O globo, n. 31027, 19/07/2018. País, p. 4

 

Entre o fisiologismo e a ideologia

Paulo Cesar Pereira

19/07/2018

 

 

Escolha por quem apoiar à Presidência definirá rumo do DEM

O ex-deputado Pedro Corrêa, um baluarte do fisiologismo brasileiro, condenado no mensalão e na Lava-Jato, fazia questão de deixar claro por que pulava de governo em governo independentemente do espectro ideológico: “Óculos escuros de noite, sapato branco de dia, e ser de oposição só é bonito nos outros”, dizia. Entre os integrantes do chamado blocão, PP, PRB e SD sempre foram fieis seguidores da filosofia de Corrêa. O DEM, até recentemente, não.

Dispensado na formação da base lulista em 2003, quando ainda se chamava PFL, o partido foi obrigado a aprender como sobreviver longe de cargos e verbas. Ao longo dos 14 anos de governos petistas, mantevese na oposição e conseguiu inclusive tomar do PSDB o papel de mais vigoroso crítico ao petismo no Congresso. Se por um lado a distância do Planalto levou a uma contínua perda de quadros, por outro a legenda finalmente adquiriu uma ideologia clara, defendendo uma pauta liberal na economia e conservadora nos costumes.

A chegada de Michel Temer ao poder, após um processo de impeachment iniciado por parlamentares do DEM, jogou o partido de volta ao governo. Dois anos e meio depois, a legenda enfrenta hoje um dilema existencial: deve privilegiar a coerência com a ideologia da qual se tornou representante, ainda que sob risco de uma derrota eleitoral, ou fazer o que for necessário para ser governo e receber suas benesses?

Esse é o pilar do debate que existe hoje na legenda sobre quem apoiar nas eleições presidenciais. De um lado, o presidente da Câmara, Rodrigo Maia, defende a aliança com Ciro Gomes, argumentando que o pedetista seria mais competitivo que Geraldo Alckmin, especialmente no segundo turno. Maia já se articula para manter o comando da Câmara no próximo biênio e tenta se consolidar como grande liderança do chamado centrão, que estará ao lado de qualquer governo.

Seus adversários dentro do DEM, no entanto, defendem uma aliança com Geraldo Alckmin, com quem o partido tem antiga afinidade programática.

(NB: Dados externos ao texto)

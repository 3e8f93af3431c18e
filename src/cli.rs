//! CLI definition and dispatch.

use clap::{Parser, Subcommand};
use std::path::{Path, PathBuf};
use std::process::ExitCode;
use std::sync::Arc;
use std::sync::atomic::{AtomicBool, Ordering};
use tracing::{info, warn};
use tracing_subscriber::EnvFilter;

use crate::adapters::csv_adapter::CsvHistory;
use crate::adapters::env_config_adapter::EnvConfigAdapter;
use crate::adapters::file_config_adapter::FileConfigAdapter;
use crate::adapters::json_status_adapter::JsonStatusAdapter;
use crate::adapters::paper_gateway::PaperGateway;
use crate::adapters::system_clock::{ImmediateSleeper, SystemClock, ThreadSleeper};
use crate::domain::config::TradingConfig;
use crate::domain::error::TraderError;
use crate::domain::strategy::build_strategy;
use crate::domain::trading_loop::TradingLoop;
use crate::ports::clock_port::Sleeper;

#[derive(Parser, Debug)]
#[command(name = "tmrtrader", about = "Trend-pullback trading engine")]
pub struct Cli {
    /// Log filter used when RUST_LOG is not set
    #[arg(long, global = true, default_value = "info")]
    pub log_level: String,

    #[command(subcommand)]
    pub command: Command,
}

#[derive(Subcommand, Debug)]
pub enum Command {
    /// Run the trading loop against the paper broker
    Run {
        #[arg(short, long)]
        config: PathBuf,
        /// Directory of <TICKER>.csv files; overrides [paper] data_dir
        #[arg(short, long)]
        data_dir: Option<PathBuf>,
        /// Stop after this many cycles (default: until the data runs out)
        #[arg(long)]
        max_cycles: Option<u64>,
        /// Wait check_interval_secs between cycles instead of replaying
        /// as fast as possible
        #[arg(long)]
        realtime: bool,
    },
    /// Validate a configuration file
    Validate {
        #[arg(short, long)]
        config: PathBuf,
    },
    /// Screen every configured ticker once and print one signal per line
    Screen {
        #[arg(short, long)]
        config: PathBuf,
        #[arg(short, long)]
        data_dir: Option<PathBuf>,
    },
}

pub fn run(cli: Cli) -> ExitCode {
    init_tracing(&cli.log_level);
    let result = match cli.command {
        Command::Run {
            config,
            data_dir,
            max_cycles,
            realtime,
        } => run_trading(&config, data_dir.as_deref(), max_cycles, realtime),
        Command::Validate { config } => run_validate(&config),
        Command::Screen { config, data_dir } => run_screen(&config, data_dir.as_deref()),
    };
    match result {
        Ok(code) => code,
        Err(e) => {
            eprintln!("error: {e}");
            (&e).into()
        }
    }
}

fn init_tracing(level: &str) {
    let filter = EnvFilter::try_from_default_env().unwrap_or_else(|_| EnvFilter::new(level));
    let _ = tracing_subscriber::fmt()
        .with_env_filter(filter)
        .with_writer(std::io::stderr)
        .try_init();
}

/// Read the INI file, apply environment overrides, validate.
pub fn load_config(path: &Path) -> Result<TradingConfig, TraderError> {
    let file = FileConfigAdapter::from_file(path)?;
    TradingConfig::from_port(&EnvConfigAdapter::from_env(file))
}

/// Like [`load_config`] with an explicit variable set instead of the
/// process environment.
pub fn load_config_with_vars<I>(path: &Path, vars: I) -> Result<TradingConfig, TraderError>
where
    I: IntoIterator<Item = (String, String)>,
{
    let file = FileConfigAdapter::from_file(path)?;
    TradingConfig::from_port(&EnvConfigAdapter::from_vars(file, vars))
}

fn resolve_data_dir(arg: Option<&Path>, config: &TradingConfig) -> Result<PathBuf, TraderError> {
    arg.map(Path::to_path_buf)
        .or_else(|| config.paper.data_dir.clone())
        .ok_or_else(|| TraderError::ConfigMissing {
            section: "paper".into(),
            key: "data_dir".into(),
        })
}

/// Set `flag` on Ctrl-C. The handler runs on its own thread with a
/// single-threaded runtime.
fn install_ctrl_c(flag: Arc<AtomicBool>) {
    std::thread::spawn(move || {
        let runtime = match tokio::runtime::Builder::new_current_thread()
            .enable_all()
            .build()
        {
            Ok(rt) => rt,
            Err(e) => {
                warn!(error = %e, "failed to start signal runtime, Ctrl-C disabled");
                return;
            }
        };
        runtime.block_on(async {
            if tokio::signal::ctrl_c().await.is_ok() {
                info!("Ctrl-C received, finishing current cycle");
                flag.store(true, Ordering::SeqCst);
            }
        });
    });
}

fn run_trading(
    config_path: &Path,
    data_dir: Option<&Path>,
    max_cycles: Option<u64>,
    realtime: bool,
) -> Result<ExitCode, TraderError> {
    eprintln!("Loading config from {}", config_path.display());
    let config = load_config(config_path)?;
    let data_dir = resolve_data_dir(data_dir, &config)?;

    let history = CsvHistory::new(&data_dir);
    let gateway = PaperGateway::from_csv(
        &history,
        &config.tickers,
        config.paper.starting_cash,
        config.paper.warmup_bars,
    )?;
    // The first cycle sees the warmup bars; each later cycle reveals one more.
    let max_cycles = max_cycles.unwrap_or(gateway.remaining_bars() as u64 + 1);

    let shutdown = Arc::new(AtomicBool::new(false));
    install_ctrl_c(shutdown.clone());
    let sleeper: Box<dyn Sleeper> = if realtime {
        Box::new(ThreadSleeper::new(shutdown.clone()))
    } else {
        Box::new(ImmediateSleeper::new(shutdown.clone()))
    };

    let mut trading_loop = TradingLoop::new(&config);
    if let Some(path) = &config.status.path {
        trading_loop = trading_loop.with_status_port(Box::new(JsonStatusAdapter::new(path)));
    }

    info!(
        account = %config.account_id,
        data_dir = %data_dir.display(),
        max_cycles,
        "starting paper trading"
    );
    let summary = trading_loop.run(
        &gateway,
        &SystemClock,
        sleeper.as_ref(),
        &shutdown,
        Some(max_cycles),
    );

    if let Some(state) = trading_loop.last_state() {
        eprintln!("\nCycles: {} ({} failed)", summary.cycles_attempted, summary.cycles_failed);
        eprintln!("Equity:       {:.2}", state.equity);
        eprintln!("Peak equity:  {:.2}", state.peak_equity);
        eprintln!("Drawdown:     {:.2}%", state.drawdown() * 100.0);
        eprintln!("Realized P&L: {:.2}", state.realized_pnl);
        eprintln!("Open positions: {}", state.positions.len());
    }

    if summary.cycles_attempted > 0 && summary.cycles_failed == summary.cycles_attempted {
        return Ok(ExitCode::from(3));
    }
    Ok(ExitCode::SUCCESS)
}

fn run_validate(config_path: &Path) -> Result<ExitCode, TraderError> {
    eprintln!("Loading config from {}", config_path.display());
    let config = load_config(config_path)?;

    eprintln!("Config validated successfully");
    eprintln!("  account:        {}", config.account_id);
    eprintln!("  strategy:       {}", build_strategy(&config).name());
    eprintln!("  tickers:        {}", config.tickers.join(", "));
    eprintln!("  check interval: {}s", config.check_interval.as_secs());
    eprintln!("  max positions:  {}", config.risk.max_positions);
    eprintln!("  allocation:     {:.2}", config.risk.allocation_per_trade);
    eprintln!("  max drawdown:   {:.1}%", config.risk.max_drawdown * 100.0);
    eprintln!("  max size:       {:.1}%", config.risk.max_position_size * 100.0);
    eprintln!("  min price:      {:.2}", config.risk.min_price);
    Ok(ExitCode::SUCCESS)
}

fn run_screen(config_path: &Path, data_dir: Option<&Path>) -> Result<ExitCode, TraderError> {
    let config = load_config(config_path)?;
    let data_dir = resolve_data_dir(data_dir, &config)?;
    let history = CsvHistory::new(&data_dir);
    let strategy = build_strategy(&config);

    let mut found = 0;
    for ticker in &config.tickers {
        let bars = match history.load(ticker) {
            Ok(bars) => bars,
            Err(e) => {
                warn!(ticker = %ticker, error = %e, "skipping ticker");
                continue;
            }
        };
        let start = bars.len().saturating_sub(config.execution.history_lookback);
        let signal = match strategy.generate_signal(ticker, &bars[start..]) {
            Ok(signal) => signal,
            Err(e) => {
                warn!(ticker = %ticker, error = %e, "skipping ticker");
                continue;
            }
        };
        if signal.is_actionable() {
            found += 1;
        }
        let line = serde_json::to_string(&signal).map_err(|e| TraderError::Data {
            reason: format!("failed to serialize signal: {}", e),
        })?;
        println!("{}", line);
    }

    eprintln!(
        "{} signal(s) from {} ticker(s) using {}",
        found,
        config.tickers.len(),
        strategy.name()
    );
    Ok(ExitCode::SUCCESS)
}

#[cfg(test)]
mod tests {
    use super::*;
    use clap::CommandFactory;

    #[test]
    fn cli_definition_is_consistent() {
        Cli::command().debug_assert();
    }

    #[test]
    fn parses_run_arguments() {
        let cli = Cli::parse_from([
            "tmrtrader",
            "--log-level",
            "debug",
            "run",
            "-c",
            "trader.ini",
            "--max-cycles",
            "5",
        ]);
        assert_eq!(cli.log_level, "debug");
        match cli.command {
            Command::Run {
                config,
                data_dir,
                max_cycles,
                realtime,
            } => {
                assert_eq!(config, PathBuf::from("trader.ini"));
                assert!(data_dir.is_none());
                assert_eq!(max_cycles, Some(5));
                assert!(!realtime);
            }
            other => panic!("unexpected command {:?}", other),
        }
    }

    #[test]
    fn missing_data_dir_is_config_error() {
        let port = FileConfigAdapter::from_string("[account]\nid = DU1\n[trading]\ntickers = AAPL\n")
            .unwrap();
        let config = TradingConfig::from_port(&port).unwrap();
        let err = resolve_data_dir(None, &config).unwrap_err();
        assert!(matches!(err, TraderError::ConfigMissing { ref section, .. } if section == "paper"));
        let dir = resolve_data_dir(Some(Path::new("/data")), &config).unwrap();
        assert_eq!(dir, PathBuf::from("/data"));
    }
}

Para integrantes dessa ala, a aliança com Ciro — um duro crítico das reformas de Temer e autor de ataques pessoais até contra integrantes do DEM — abrirá uma fratura na legenda sem que haja qualquer garantia de que o pedetista chegará ao Planalto. A avaliação de muitos é que o candidato que vier a ser escolhido pelo PT tende a roubar parte significativa dos votos de Ciro e deve retirá-lo do segundo turno.

Ficar perto do Planalto é pra lá de tentador. Não por outro motivo, no amplíssimo espectro partidário brasileiro, a oposição raramente consegue controlar mais de 25% do Congresso. Após mais de uma década no deserto oposicionista, o DEM deliciou-se nos últimos anos com o poder, sem abrir mão de sua agenda programática.

Em outubro, as urnas deixarão claro quais previsões estavam certas. No entanto, será na escolha que o DEM fará nos próximos dias que ficará definido se a legenda seguirá detentora de uma agenda política clara — ainda que isso possa, de tempos em tempos, lhe obrigar a ir para a oposição — ou se optará por tornar-se mais um sigla que disputa espaço no centro fisiológico do país.